Hmm, I decided to actually buy the “Old World Blues” DLC (that’s a big step for me, but NV is a fun game so I’m okay with it). So, I went to start up the game after it’s downloaded the DLC and now it has to redownload the recent patch (658 MB). Not a big deal, just waiting another 15 minutes at the current slow rate, but isn’t that a little odd to need to reapply a patch that’s several times larger than the new DLC itself?
That’s actually the DLC. Steam has some flakinesses on how it’s handled FNV DLCs. A lot of folks have like this ~50MB initial download, but then have to go in and do a validate cache on the game to actually get the DLC.
I needed to do this for the last DLC, but not Old World Blues.
flyinj
4163
I bought Old World Blues as my only DLC as well when trying to decide what to get. Another DLC (Honest Hearts?) said it raised the level cap by 5 levels, so I almost got that one but it was reviewed poorly. Old World Blues, on the other hand, seems to be getting amazingly high reviews for DLC.
It also raised my level cap by 5, even though the product description didn’t mention this.

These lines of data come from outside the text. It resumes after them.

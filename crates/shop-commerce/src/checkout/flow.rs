//! Checkout flow state machine.
//!
//! The controller walks `Cart -> Shipping -> Payment -> Review -> Submitted`.
//! Each entry point runs a guard and returns a [`Transition`] describing where
//! the shopper should end up; it never navigates itself.

use crate::cart::{CartStore, PricingRules};
use crate::checkout::{OrderSubmission, OrderSubmitter, PaymentMethod, ShippingAddress};
use crate::ids::OrderId;
use crate::CommerceError;
use serde::{Deserialize, Serialize};
use shop_auth::SessionLookup;
use std::fmt;
use std::sync::atomic::{AtomicBool, Ordering};
use std::sync::{Arc, Mutex, MutexGuard, PoisonError};
use tracing::{debug, info, warn};

/// Steps in the checkout flow.
#[derive(Debug, Clone, Copy, PartialEq, Eq, Hash, Serialize, Deserialize, Default)]
#[serde(rename_all = "snake_case")]
pub enum CheckoutStep {
    /// Cart review.
    #[default]
    Cart,
    /// Shipping address form.
    Shipping,
    /// Payment method selection.
    Payment,
    /// Order review before submission.
    Review,
    /// Order created.
    Submitted,
}

impl CheckoutStep {
    pub fn as_str(&self) -> &'static str {
        match self {
            CheckoutStep::Cart => "cart",
            CheckoutStep::Shipping => "shipping",
            CheckoutStep::Payment => "payment",
            CheckoutStep::Review => "review",
            CheckoutStep::Submitted => "submitted",
        }
    }

    pub fn display_name(&self) -> &'static str {
        match self {
            CheckoutStep::Cart => "Cart",
            CheckoutStep::Shipping => "Shipping",
            CheckoutStep::Payment => "Payment",
            CheckoutStep::Review => "Place Order",
            CheckoutStep::Submitted => "Order",
        }
    }

    /// Get the step number (1-indexed).
    pub fn number(&self) -> u8 {
        match self {
            CheckoutStep::Cart => 1,
            CheckoutStep::Shipping => 2,
            CheckoutStep::Payment => 3,
            CheckoutStep::Review => 4,
            CheckoutStep::Submitted => 5,
        }
    }

    /// Storefront route for the step. The submitted order's own page is
    /// `/order/{id}`, see [`CheckoutController::order_path`].
    pub fn path(&self) -> &'static str {
        match self {
            CheckoutStep::Cart => "/cart",
            CheckoutStep::Shipping => "/shipping",
            CheckoutStep::Payment => "/payment",
            CheckoutStep::Review => "/placeorder",
            CheckoutStep::Submitted => "/order",
        }
    }

    /// The step before this one.
    pub fn previous(&self) -> CheckoutStep {
        match self {
            CheckoutStep::Cart | CheckoutStep::Shipping => CheckoutStep::Cart,
            CheckoutStep::Payment => CheckoutStep::Shipping,
            CheckoutStep::Review => CheckoutStep::Payment,
            CheckoutStep::Submitted => CheckoutStep::Submitted,
        }
    }
}

impl fmt::Display for CheckoutStep {
    fn fmt(&self, f: &mut fmt::Formatter<'_>) -> fmt::Result {
        f.write_str(self.display_name())
    }
}

/// Result of a guard.
#[derive(Debug, Clone, Copy, PartialEq, Eq, Serialize)]
#[serde(tag = "kind", rename_all = "snake_case")]
pub enum Transition {
    /// The requested step may be shown.
    Allowed { step: CheckoutStep },
    /// A precondition is unmet; show this earlier step instead.
    Redirect { step: CheckoutStep },
    /// Sign-in is required; come back to `return_to` afterwards.
    Login { return_to: CheckoutStep },
}

impl Transition {
    pub fn is_allowed(&self) -> bool {
        matches!(self, Transition::Allowed { .. })
    }

    /// Where the shopper ends up, `None` while they still have to sign in.
    pub fn step(&self) -> Option<CheckoutStep> {
        match self {
            Transition::Allowed { step } | Transition::Redirect { step } => Some(*step),
            Transition::Login { .. } => None,
        }
    }

    /// Route to send the shopper to, e.g. `/login?redirect=/shipping`.
    pub fn location(&self) -> String {
        match self {
            Transition::Allowed { step } | Transition::Redirect { step } => step.path().to_string(),
            Transition::Login { return_to } => format!("/login?redirect={}", return_to.path()),
        }
    }
}

/// Outcome of [`CheckoutController::place_order`].
#[derive(Debug, Clone, PartialEq, Eq)]
pub enum PlaceOrderOutcome {
    /// The order was created and the cart cleared.
    Placed(OrderId),
    /// A guard failed before anything was submitted.
    Redirected(Transition),
}

#[derive(Debug, Default)]
struct FlowState {
    step: CheckoutStep,
    last_error: Option<String>,
    placed_order: Option<OrderId>,
}

/// Drives the checkout for one cart.
///
/// All methods take `&self`, so two submit events can race on a shared
/// controller; the in-flight flag lets only one through.
pub struct CheckoutController {
    cart: Arc<CartStore>,
    sessions: Arc<dyn SessionLookup>,
    orders: Arc<dyn OrderSubmitter>,
    rules: PricingRules,
    flow: Mutex<FlowState>,
    in_flight: AtomicBool,
}

impl CheckoutController {
    /// Create a controller starting on the cart step with the standard
    /// pricing rules in the cart's currency.
    pub fn new(
        cart: Arc<CartStore>,
        sessions: Arc<dyn SessionLookup>,
        orders: Arc<dyn OrderSubmitter>,
    ) -> Self {
        let rules = PricingRules::for_currency(cart.currency());
        Self {
            cart,
            sessions,
            orders,
            rules,
            flow: Mutex::new(FlowState::default()),
            in_flight: AtomicBool::new(false),
        }
    }

    /// Use different pricing rules.
    pub fn with_rules(mut self, rules: PricingRules) -> Self {
        self.rules = rules;
        self
    }

    pub fn cart(&self) -> &Arc<CartStore> {
        &self.cart
    }

    pub fn rules(&self) -> &PricingRules {
        &self.rules
    }

    /// The step the shopper is on.
    pub fn current_step(&self) -> CheckoutStep {
        self.flow().step
    }

    /// Message from the last failed submission.
    pub fn last_error(&self) -> Option<String> {
        self.flow().last_error.clone()
    }

    /// Id of the order created by the last successful submission.
    pub fn placed_order(&self) -> Option<OrderId> {
        self.flow().placed_order.clone()
    }

    /// Route of the placed order's page.
    pub fn order_path(&self) -> Option<String> {
        self.placed_order().map(|id| format!("/order/{id}"))
    }

    /// Check if a submission is running.
    pub fn is_submitting(&self) -> bool {
        self.in_flight.load(Ordering::Acquire)
    }

    /// "Proceed to checkout" from the cart page.
    ///
    /// Stays on the cart when it is empty and asks for sign-in when there is
    /// no active session. A failing session lookup counts as signed out.
    pub async fn proceed_to_shipping(&self) -> Transition {
        if self.cart.is_empty() {
            return self.land(Transition::Redirect {
                step: CheckoutStep::Cart,
            });
        }
        if self.sessions.active_session().await.is_none() {
            return self.land(Transition::Login {
                return_to: CheckoutStep::Shipping,
            });
        }
        self.land(Transition::Allowed {
            step: CheckoutStep::Shipping,
        })
    }

    /// Enter the payment step; needs a complete shipping address.
    pub fn enter_payment(&self) -> Transition {
        let transition = match self.shipping_guard() {
            Some(redirect) => redirect,
            None => Transition::Allowed {
                step: CheckoutStep::Payment,
            },
        };
        self.land(transition)
    }

    /// Submit the shipping form. An incomplete address is not stored.
    pub fn submit_shipping(&self, address: ShippingAddress) -> Transition {
        if !address.is_complete() {
            debug!(missing = ?address.missing_fields(), "shipping form incomplete");
            return self.land(Transition::Redirect {
                step: CheckoutStep::Shipping,
            });
        }
        self.cart.set_shipping_address(address);
        self.enter_payment()
    }

    /// Enter the review step; needs a complete address, then a payment
    /// method.
    pub fn enter_review(&self) -> Transition {
        let transition = self
            .shipping_guard()
            .or_else(|| self.payment_guard())
            .unwrap_or(Transition::Allowed {
                step: CheckoutStep::Review,
            });
        self.land(transition)
    }

    /// Submit the payment form. A blank method is not stored.
    pub fn submit_payment(&self, method: PaymentMethod) -> Transition {
        if !method.is_selected() {
            return self.land(Transition::Redirect {
                step: CheckoutStep::Payment,
            });
        }
        self.cart.set_payment_method(method);
        self.enter_review()
    }

    /// Step back one page. Returns the new step.
    pub fn go_back(&self) -> CheckoutStep {
        let mut flow = self.flow();
        flow.step = flow.step.previous();
        flow.step
    }

    /// Start over from the cart step.
    pub fn reset(&self) {
        *self.flow() = FlowState::default();
    }

    /// Submit the order built from the current cart.
    ///
    /// On success the cart is cleared and the flow moves to `Submitted`. On
    /// failure the cart is untouched, the flow stays on `Review` and the
    /// order service's message is returned as
    /// [`CommerceError::SubmissionFailed`]. A call made while another is in
    /// flight returns [`CommerceError::SubmissionInFlight`] without reaching
    /// the order service.
    pub async fn place_order(&self) -> Result<PlaceOrderOutcome, CommerceError> {
        let Some(_in_flight) = InFlight::claim(&self.in_flight) else {
            warn!("order submission already in flight");
            return Err(CommerceError::SubmissionInFlight);
        };

        if self.cart.is_empty() {
            return Ok(PlaceOrderOutcome::Redirected(self.land(Transition::Redirect {
                step: CheckoutStep::Cart,
            })));
        }
        let guard = self.enter_review();
        if !guard.is_allowed() {
            return Ok(PlaceOrderOutcome::Redirected(guard));
        }

        let order = OrderSubmission::from_cart(&self.cart.snapshot(), &self.rules)?;
        debug!(
            items = order.order_items.len(),
            total = %order.total_price,
            "submitting order"
        );

        match self.orders.submit_order(&order).await {
            Ok(placed) => {
                self.cart.clear();
                let mut flow = self.flow();
                flow.step = CheckoutStep::Submitted;
                flow.last_error = None;
                flow.placed_order = Some(placed.id.clone());
                info!(order_id = %placed.id, total = %order.total_price, "order placed");
                Ok(PlaceOrderOutcome::Placed(placed.id))
            }
            Err(e) => {
                warn!(error = %e, "order submission rejected");
                let mut flow = self.flow();
                flow.step = CheckoutStep::Review;
                flow.last_error = Some(e.message.clone());
                Err(CommerceError::SubmissionFailed(e.message))
            }
        }
    }

    fn shipping_guard(&self) -> Option<Transition> {
        (!self.cart.shipping_address().is_complete()).then_some(Transition::Redirect {
            step: CheckoutStep::Shipping,
        })
    }

    fn payment_guard(&self) -> Option<Transition> {
        (!self.cart.payment_method().is_selected()).then_some(Transition::Redirect {
            step: CheckoutStep::Payment,
        })
    }

    /// Record where a transition leaves the shopper.
    fn land(&self, transition: Transition) -> Transition {
        if let Some(step) = transition.step() {
            self.flow().step = step;
        }
        debug!(?transition, "checkout transition");
        transition
    }

    fn flow(&self) -> MutexGuard<'_, FlowState> {
        self.flow.lock().unwrap_or_else(PoisonError::into_inner)
    }
}

impl fmt::Debug for CheckoutController {
    fn fmt(&self, f: &mut fmt::Formatter<'_>) -> fmt::Result {
        f.debug_struct("CheckoutController")
            .field("cart", &self.cart)
            .field("rules", &self.rules)
            .field("step", &self.current_step())
            .field("submitting", &self.is_submitting())
            .finish_non_exhaustive()
    }
}

/// Holds the in-flight flag; releases it on drop.
struct InFlight<'a>(&'a AtomicBool);

impl<'a> InFlight<'a> {
    fn claim(flag: &'a AtomicBool) -> Option<Self> {
        flag.compare_exchange(false, true, Ordering::AcqRel, Ordering::Acquire)
            .ok()
            .map(|_| Self(flag))
    }
}

impl Drop for InFlight<'_> {
    fn drop(&mut self) {
        self.0.store(false, Ordering::Release);
    }
}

Oh, wow, okay then. After reading what you posted I found the announcement on the DLC’s group page which states that it’s 746 MB in size, so that’d be about right if I combine the two downloads. Pretty big for a DLC; guess assuming did it’s usually thing.
I think each of the DLCs has raised the cap by five, so that with all three installed it’s now 45. Which will, I imagine, make the endgame sort of wonky, unless the auto-scaling is really good, or something. Hell, by the time you hit the endgame now you’ll probably be 100s across the board and a walking machine of death whatever your initial character build.
Well, it’ll still beat FO3, where you could reach “Juggernaut of Murder” about halfway through the story.
I think you were already a walking machine of death in Fallout 3/NV by level 30. The only difference is now you’re a walking machine of death who is also a pretty damned good cook and has a MBA.
Chris Woods
I also do some public speaking and negotiations on the side.
That’s the most awesome level name ever. It might even be my next character name.
Scuzz
4169
I have only played normal. I found the grenade launchers and missile launchers to be helpful for starting a rumble. You can get a few shots in before the bad guys rush you. I agree that shotguns seem to have very little value beyond the early parts of the game. Incinerators seemed useless as well.
I suspect my post may have gotten buried, so I’ll quick try again… anyone playing with mods? Are there any really “must-have” mods out there I should be checking out, or anything?
Thanks in advance!
Read back a few pages… e.g. post 4056.
You know, I played 5 minutes of Dead Money and just have zero desire to go back there, because of the (apparently) enclosed setting. That really irks me. It’s like being sent to prison.
I’ve played a few hours of Old World Blues, and while it’s interesting and different, it’s also overly weird. If the production values weren’t so high, I’d think it were somebody’s lunatic complete conversion. The environment seems jarringly out of sync with the rest of New Vegas. The enemies seem needlessly pumped up in terms of health and damage as well. It reminds me of the Point Lookout expansion in a very bad way in that regard. I.e. enemies are doing serious damage to me with weapons that wouldn’t give me more than a scratch or two if I ran into the same weapons in the same condition in the primary game. Maybe they’re assuming level-30+ characters will play it, rather than the recommended level 15-ish (my character was 16 when I started).
Thanks for the feedback on Hardcore mode. Decided to start a new game with it switched on.
Really enjoying it. Makes scavenging much more interesting. No longer am I just grabbing the ammo and guns and leaving the rest of the “junk”. Food and water matters now. Also, I’m a lot more careful with my inventory, I can’t carry a mini-arsenal worth of ammo anymore. I need to plan what to bring on a quest.
I’m still playing on normal. Not finding it too much of a struggle. Since my gun skill is low I use the ambush trick by attracting the enemy’s attention and then waiting around a corner where i can surprise him up close with a few shots to the head in VATs.
Just don’t hoard too much, the world is full of food, ammo and more stuff, in the end you can finish the game with hundreds of stuff in storage at your base without never being used.
It’s about three hours of gameplay, INSANELY frustrating maze navigation, but the end payoff is exceptionally well-written. On levels of controller-throwing frustration, I’d put it up there with Operation Anchorage.
I have that syndrome regardless. I’ll end up with 30+ doses of some drug that I’m saving for an “emergency,” but never actually remember to take when the going gets rough.
anaqer
4179
Oh fucking great. I’ll still play it eventually (along with the other DLCs once they are all out), but that’s possibly the most disheartening comparison I could think of. At least the inventory/looting mechanism is kept intact in Dead Money, right…?
Yep. But everything you find is shit, and the enemies are nigh-invulnerable. Let your companion handle all the combat, I recommend.